WORK TASK:
Go through the data and copy each line that holds "requested".

INPUT FOR THIS TASK:
####################

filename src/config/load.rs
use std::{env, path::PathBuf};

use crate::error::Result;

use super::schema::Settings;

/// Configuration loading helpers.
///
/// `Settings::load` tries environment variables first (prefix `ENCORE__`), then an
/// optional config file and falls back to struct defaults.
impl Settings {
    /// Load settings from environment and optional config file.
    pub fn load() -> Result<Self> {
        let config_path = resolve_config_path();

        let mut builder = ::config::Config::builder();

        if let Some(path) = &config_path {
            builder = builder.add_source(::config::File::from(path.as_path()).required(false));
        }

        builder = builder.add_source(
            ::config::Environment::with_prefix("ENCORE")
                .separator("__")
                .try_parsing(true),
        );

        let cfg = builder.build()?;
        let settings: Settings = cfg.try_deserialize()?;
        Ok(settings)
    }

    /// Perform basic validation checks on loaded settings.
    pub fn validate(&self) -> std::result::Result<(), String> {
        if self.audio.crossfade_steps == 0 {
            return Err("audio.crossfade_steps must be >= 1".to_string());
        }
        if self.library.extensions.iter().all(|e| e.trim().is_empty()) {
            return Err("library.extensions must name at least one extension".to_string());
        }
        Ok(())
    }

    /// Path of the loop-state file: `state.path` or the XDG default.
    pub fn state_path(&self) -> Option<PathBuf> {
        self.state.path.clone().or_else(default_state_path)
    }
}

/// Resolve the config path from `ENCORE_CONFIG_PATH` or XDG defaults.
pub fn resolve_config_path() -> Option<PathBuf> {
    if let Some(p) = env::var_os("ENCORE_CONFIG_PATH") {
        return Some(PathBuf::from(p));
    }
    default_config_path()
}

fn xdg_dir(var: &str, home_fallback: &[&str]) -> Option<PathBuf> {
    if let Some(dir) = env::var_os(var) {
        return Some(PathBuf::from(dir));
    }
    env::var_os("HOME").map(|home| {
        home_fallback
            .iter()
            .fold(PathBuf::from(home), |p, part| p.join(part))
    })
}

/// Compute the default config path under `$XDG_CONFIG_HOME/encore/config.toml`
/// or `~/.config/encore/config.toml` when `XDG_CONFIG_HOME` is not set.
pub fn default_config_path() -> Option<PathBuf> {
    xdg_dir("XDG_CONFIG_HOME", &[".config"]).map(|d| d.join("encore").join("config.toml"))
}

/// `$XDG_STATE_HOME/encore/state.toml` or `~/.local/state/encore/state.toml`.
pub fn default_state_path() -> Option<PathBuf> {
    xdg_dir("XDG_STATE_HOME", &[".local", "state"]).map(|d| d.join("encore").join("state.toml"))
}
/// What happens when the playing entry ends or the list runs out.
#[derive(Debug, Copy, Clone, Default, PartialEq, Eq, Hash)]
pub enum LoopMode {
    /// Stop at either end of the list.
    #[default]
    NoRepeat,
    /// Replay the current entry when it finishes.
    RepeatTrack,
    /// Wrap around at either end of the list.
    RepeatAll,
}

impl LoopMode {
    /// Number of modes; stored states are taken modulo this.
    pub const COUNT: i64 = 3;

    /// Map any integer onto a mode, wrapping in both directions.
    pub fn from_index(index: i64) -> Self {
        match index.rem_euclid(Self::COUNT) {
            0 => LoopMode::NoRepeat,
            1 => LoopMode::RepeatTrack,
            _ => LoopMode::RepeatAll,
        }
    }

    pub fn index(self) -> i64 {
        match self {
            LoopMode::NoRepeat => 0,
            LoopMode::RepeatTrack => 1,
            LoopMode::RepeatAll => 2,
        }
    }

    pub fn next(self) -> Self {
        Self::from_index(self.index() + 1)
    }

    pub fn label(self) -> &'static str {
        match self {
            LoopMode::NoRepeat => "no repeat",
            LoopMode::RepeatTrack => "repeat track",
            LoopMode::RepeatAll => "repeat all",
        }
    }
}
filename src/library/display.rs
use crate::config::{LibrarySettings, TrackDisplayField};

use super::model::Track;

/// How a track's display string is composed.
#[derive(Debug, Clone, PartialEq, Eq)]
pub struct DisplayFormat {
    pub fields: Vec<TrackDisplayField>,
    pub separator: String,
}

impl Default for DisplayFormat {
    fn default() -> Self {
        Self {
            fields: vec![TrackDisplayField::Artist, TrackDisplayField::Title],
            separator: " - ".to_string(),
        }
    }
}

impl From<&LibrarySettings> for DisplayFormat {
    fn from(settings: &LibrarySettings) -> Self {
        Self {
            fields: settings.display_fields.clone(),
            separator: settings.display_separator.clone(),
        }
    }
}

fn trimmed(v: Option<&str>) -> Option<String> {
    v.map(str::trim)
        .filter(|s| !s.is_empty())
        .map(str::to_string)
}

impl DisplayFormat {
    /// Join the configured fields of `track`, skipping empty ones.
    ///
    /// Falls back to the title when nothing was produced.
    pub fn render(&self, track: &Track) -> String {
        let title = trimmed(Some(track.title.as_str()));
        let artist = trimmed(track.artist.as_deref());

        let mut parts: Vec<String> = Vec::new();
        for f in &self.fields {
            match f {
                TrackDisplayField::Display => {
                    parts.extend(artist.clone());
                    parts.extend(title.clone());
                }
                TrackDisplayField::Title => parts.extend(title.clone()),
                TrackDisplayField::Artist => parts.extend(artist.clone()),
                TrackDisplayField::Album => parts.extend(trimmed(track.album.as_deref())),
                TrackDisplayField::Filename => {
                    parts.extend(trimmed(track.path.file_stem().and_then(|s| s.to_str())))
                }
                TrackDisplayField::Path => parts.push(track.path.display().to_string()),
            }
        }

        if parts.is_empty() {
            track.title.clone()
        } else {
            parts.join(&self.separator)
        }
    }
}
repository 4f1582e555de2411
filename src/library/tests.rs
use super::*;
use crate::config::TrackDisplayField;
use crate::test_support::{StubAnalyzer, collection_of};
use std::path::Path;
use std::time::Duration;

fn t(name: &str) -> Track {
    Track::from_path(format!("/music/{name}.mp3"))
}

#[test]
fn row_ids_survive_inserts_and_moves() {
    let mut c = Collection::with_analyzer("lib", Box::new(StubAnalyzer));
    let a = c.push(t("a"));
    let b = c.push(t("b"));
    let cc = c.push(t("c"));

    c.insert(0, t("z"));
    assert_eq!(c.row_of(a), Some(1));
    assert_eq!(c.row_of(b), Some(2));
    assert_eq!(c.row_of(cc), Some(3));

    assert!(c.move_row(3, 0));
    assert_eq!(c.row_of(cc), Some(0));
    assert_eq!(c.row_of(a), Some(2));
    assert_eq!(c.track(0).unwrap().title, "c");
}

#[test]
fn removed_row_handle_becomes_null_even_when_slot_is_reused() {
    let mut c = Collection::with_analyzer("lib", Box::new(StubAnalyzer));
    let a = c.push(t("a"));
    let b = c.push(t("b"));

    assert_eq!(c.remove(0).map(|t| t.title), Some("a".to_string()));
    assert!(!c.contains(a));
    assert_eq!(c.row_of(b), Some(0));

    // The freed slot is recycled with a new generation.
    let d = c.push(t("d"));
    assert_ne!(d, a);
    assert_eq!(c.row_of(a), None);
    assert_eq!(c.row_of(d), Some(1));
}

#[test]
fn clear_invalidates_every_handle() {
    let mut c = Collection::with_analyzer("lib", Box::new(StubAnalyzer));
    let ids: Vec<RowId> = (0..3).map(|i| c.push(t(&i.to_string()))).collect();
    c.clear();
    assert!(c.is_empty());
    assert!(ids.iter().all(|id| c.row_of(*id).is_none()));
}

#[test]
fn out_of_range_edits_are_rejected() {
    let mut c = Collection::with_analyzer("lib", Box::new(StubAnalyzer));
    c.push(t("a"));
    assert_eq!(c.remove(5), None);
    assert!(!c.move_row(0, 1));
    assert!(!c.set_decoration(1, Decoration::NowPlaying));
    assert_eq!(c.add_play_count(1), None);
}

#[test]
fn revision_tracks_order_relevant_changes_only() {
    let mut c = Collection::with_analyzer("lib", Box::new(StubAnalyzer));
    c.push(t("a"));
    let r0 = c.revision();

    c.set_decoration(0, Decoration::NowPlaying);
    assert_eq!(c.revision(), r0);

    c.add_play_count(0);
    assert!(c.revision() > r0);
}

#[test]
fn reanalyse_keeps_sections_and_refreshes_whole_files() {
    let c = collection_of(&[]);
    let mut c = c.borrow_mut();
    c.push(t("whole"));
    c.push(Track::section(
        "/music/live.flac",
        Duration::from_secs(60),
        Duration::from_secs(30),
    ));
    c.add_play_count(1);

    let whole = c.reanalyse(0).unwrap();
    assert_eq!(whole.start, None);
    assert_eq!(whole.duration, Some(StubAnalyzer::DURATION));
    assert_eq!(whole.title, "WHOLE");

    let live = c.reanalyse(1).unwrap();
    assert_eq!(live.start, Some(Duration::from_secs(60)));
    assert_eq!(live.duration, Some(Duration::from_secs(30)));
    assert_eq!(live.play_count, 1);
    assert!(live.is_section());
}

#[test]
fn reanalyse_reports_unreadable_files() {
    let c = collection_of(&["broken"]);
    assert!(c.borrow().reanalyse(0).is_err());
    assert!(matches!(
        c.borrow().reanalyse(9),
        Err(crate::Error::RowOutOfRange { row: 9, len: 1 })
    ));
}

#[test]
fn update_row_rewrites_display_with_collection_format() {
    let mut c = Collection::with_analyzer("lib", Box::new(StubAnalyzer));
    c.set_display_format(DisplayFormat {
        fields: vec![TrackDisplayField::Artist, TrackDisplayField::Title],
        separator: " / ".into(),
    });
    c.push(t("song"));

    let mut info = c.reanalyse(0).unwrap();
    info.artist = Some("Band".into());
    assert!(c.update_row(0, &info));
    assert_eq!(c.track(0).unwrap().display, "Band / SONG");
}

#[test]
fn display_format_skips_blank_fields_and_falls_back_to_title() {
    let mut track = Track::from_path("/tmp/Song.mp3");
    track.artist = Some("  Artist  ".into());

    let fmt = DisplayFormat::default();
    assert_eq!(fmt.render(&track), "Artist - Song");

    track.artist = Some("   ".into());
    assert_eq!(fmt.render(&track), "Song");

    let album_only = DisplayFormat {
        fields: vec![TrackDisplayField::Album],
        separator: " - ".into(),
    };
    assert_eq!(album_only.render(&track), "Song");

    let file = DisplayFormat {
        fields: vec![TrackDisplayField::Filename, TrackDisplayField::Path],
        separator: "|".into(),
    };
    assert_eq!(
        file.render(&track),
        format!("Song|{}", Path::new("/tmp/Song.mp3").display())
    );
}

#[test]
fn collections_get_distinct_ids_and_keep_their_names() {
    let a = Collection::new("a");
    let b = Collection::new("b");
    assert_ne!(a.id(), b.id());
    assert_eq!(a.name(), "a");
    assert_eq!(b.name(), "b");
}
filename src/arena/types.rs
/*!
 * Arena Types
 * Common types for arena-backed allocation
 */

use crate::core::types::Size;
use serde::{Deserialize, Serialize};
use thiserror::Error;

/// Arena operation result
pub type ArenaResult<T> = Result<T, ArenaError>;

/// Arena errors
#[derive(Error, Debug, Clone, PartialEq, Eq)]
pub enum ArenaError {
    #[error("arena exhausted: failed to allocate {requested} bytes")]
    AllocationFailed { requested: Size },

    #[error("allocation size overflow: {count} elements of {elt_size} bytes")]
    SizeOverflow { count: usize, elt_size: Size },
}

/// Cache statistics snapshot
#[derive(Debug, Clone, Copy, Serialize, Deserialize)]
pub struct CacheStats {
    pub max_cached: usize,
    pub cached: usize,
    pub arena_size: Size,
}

####################

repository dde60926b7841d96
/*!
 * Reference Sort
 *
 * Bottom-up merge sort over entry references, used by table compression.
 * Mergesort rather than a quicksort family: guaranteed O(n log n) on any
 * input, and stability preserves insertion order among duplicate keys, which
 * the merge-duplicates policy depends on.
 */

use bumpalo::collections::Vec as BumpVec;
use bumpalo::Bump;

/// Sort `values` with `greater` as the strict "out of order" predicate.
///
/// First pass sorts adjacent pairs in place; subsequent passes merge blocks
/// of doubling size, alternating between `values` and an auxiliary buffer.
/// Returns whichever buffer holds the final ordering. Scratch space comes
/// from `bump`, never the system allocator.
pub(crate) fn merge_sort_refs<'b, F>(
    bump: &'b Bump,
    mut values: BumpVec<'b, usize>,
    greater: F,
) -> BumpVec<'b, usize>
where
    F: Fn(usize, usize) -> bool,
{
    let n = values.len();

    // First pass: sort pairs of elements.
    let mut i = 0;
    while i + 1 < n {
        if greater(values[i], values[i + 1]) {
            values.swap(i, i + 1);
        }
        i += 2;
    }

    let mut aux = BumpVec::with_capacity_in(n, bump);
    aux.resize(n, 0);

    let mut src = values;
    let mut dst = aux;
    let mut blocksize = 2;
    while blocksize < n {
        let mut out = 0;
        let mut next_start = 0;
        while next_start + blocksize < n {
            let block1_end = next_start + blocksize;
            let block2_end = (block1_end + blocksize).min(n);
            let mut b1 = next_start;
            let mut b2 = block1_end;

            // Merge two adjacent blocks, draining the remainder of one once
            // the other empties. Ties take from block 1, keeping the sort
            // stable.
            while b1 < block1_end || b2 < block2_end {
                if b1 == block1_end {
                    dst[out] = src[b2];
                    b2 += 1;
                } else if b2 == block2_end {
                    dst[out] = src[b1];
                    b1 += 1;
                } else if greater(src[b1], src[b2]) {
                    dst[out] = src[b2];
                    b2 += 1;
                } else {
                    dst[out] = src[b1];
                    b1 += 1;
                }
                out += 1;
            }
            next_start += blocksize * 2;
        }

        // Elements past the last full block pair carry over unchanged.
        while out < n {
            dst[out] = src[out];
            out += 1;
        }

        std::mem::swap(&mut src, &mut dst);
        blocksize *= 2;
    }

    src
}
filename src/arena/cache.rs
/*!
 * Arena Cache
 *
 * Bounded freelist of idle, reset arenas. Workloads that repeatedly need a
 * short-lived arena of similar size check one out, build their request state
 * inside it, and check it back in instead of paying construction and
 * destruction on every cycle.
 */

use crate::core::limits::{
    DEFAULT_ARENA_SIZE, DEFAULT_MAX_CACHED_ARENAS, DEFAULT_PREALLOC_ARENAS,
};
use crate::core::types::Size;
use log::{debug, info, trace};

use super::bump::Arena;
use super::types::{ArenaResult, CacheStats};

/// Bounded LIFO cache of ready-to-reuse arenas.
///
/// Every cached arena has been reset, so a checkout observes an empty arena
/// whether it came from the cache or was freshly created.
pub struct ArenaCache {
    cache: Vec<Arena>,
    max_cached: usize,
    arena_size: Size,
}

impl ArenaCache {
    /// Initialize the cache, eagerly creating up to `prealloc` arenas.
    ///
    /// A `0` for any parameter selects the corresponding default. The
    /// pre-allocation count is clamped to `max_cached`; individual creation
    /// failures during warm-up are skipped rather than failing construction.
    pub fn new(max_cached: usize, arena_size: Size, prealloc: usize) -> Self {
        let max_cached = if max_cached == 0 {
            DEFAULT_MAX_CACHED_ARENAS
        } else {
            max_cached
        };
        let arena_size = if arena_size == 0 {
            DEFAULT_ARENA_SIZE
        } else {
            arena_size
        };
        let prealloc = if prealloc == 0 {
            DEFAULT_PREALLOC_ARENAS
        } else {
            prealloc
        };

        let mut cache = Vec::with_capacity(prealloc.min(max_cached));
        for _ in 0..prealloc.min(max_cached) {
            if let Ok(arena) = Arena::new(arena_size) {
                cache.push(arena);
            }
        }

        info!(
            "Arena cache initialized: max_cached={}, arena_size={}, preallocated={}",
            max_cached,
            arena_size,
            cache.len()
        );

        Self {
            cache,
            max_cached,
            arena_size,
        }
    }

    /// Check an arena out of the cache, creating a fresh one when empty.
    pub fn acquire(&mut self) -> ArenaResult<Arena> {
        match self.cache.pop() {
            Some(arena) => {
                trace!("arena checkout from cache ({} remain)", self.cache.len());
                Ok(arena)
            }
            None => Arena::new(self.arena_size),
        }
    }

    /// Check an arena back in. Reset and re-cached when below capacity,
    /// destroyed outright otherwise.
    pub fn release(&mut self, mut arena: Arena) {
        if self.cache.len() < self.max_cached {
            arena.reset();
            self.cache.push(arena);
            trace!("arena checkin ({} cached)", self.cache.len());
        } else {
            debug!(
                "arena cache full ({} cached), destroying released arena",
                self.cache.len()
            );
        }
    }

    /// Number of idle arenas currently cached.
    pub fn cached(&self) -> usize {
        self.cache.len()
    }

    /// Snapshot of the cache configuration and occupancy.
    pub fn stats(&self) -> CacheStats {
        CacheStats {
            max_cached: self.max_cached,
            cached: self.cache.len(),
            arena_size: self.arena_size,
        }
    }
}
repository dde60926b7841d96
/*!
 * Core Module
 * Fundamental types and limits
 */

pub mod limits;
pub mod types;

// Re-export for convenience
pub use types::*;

####################

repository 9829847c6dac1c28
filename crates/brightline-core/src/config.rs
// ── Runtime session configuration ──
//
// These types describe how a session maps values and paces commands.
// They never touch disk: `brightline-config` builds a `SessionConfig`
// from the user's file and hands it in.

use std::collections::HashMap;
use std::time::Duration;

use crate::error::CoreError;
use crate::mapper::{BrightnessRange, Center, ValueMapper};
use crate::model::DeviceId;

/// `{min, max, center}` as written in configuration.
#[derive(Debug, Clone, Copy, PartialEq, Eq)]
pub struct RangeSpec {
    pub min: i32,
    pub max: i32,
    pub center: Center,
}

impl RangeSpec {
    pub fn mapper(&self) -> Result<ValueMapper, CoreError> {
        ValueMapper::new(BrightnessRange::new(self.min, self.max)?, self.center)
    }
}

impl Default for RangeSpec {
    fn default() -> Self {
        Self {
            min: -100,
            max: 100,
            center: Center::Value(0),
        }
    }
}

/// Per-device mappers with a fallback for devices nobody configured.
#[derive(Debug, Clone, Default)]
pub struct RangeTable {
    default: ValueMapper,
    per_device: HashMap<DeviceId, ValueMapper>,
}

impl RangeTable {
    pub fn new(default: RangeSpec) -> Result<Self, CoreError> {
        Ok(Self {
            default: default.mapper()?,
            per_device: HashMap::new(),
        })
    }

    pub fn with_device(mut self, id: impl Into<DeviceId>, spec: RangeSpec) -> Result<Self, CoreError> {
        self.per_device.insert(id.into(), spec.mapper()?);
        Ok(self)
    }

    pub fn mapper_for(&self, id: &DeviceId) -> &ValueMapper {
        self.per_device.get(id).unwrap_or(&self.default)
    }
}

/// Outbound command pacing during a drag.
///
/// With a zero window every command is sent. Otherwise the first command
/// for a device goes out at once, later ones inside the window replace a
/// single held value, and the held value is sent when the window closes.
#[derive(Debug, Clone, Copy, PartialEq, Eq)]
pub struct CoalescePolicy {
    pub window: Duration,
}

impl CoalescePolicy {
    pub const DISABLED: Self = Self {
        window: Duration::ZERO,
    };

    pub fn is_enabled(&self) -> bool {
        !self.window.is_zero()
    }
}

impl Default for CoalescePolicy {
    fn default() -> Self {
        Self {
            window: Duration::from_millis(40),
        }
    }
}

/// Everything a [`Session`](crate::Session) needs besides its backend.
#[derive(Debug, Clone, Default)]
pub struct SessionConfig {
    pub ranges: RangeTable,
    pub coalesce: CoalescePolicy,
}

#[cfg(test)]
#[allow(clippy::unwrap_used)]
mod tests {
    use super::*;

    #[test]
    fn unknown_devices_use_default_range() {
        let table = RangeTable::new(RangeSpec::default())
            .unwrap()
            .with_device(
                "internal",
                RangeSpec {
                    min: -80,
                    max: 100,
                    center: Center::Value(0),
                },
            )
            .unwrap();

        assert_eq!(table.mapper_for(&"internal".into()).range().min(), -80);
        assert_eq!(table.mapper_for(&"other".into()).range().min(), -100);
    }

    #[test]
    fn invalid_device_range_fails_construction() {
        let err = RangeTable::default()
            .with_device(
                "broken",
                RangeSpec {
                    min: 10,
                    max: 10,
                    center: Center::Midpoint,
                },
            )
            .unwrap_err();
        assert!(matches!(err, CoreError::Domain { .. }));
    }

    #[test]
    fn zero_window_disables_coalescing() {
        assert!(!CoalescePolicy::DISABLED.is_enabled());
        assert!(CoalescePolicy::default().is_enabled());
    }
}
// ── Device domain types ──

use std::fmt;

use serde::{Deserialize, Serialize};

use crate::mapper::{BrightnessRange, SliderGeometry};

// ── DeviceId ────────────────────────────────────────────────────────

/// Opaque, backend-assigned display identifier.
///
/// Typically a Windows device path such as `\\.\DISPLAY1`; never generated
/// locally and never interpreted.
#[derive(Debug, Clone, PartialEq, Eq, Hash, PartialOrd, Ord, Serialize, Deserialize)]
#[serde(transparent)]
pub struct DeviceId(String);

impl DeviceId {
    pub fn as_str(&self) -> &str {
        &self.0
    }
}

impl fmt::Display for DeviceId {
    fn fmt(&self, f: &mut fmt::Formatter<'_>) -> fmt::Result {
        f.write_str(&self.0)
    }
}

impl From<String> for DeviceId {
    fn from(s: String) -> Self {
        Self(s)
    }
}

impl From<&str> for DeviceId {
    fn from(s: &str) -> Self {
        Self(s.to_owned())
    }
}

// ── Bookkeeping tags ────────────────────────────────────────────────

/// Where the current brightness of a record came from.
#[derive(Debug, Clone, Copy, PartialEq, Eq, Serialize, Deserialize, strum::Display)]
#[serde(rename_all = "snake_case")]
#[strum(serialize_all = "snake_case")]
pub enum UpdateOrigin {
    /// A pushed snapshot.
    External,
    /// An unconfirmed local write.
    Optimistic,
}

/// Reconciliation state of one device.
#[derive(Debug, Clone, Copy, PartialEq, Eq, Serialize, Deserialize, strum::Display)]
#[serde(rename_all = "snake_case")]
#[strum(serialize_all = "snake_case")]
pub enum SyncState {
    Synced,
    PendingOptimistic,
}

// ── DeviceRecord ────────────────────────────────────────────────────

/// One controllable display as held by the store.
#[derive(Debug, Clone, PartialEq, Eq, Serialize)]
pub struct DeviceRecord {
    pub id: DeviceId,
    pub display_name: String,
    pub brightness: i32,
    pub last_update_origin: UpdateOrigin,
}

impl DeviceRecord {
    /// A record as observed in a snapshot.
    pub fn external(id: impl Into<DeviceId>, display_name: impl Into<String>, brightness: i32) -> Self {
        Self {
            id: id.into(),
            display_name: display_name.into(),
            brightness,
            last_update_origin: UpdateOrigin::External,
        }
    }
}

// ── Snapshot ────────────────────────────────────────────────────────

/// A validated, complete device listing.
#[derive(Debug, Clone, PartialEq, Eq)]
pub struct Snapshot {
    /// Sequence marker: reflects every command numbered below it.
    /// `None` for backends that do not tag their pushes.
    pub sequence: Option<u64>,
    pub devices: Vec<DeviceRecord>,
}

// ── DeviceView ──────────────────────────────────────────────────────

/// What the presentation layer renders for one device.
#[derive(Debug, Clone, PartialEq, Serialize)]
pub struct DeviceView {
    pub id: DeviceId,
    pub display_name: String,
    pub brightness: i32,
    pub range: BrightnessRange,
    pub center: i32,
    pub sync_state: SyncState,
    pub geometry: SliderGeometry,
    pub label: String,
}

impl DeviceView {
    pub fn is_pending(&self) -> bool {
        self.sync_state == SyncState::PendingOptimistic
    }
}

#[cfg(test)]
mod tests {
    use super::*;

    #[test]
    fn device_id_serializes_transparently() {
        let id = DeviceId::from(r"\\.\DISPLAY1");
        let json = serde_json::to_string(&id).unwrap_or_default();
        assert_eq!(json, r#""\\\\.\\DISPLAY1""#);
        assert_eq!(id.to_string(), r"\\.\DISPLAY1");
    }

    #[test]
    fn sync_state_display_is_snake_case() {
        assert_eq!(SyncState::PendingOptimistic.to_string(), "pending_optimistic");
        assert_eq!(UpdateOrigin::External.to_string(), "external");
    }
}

####################

ANSWER FOR THE TASK:
    #[error("arena exhausted: failed to allocate {requested} bytes")]
    AllocationFailed { requested: Size },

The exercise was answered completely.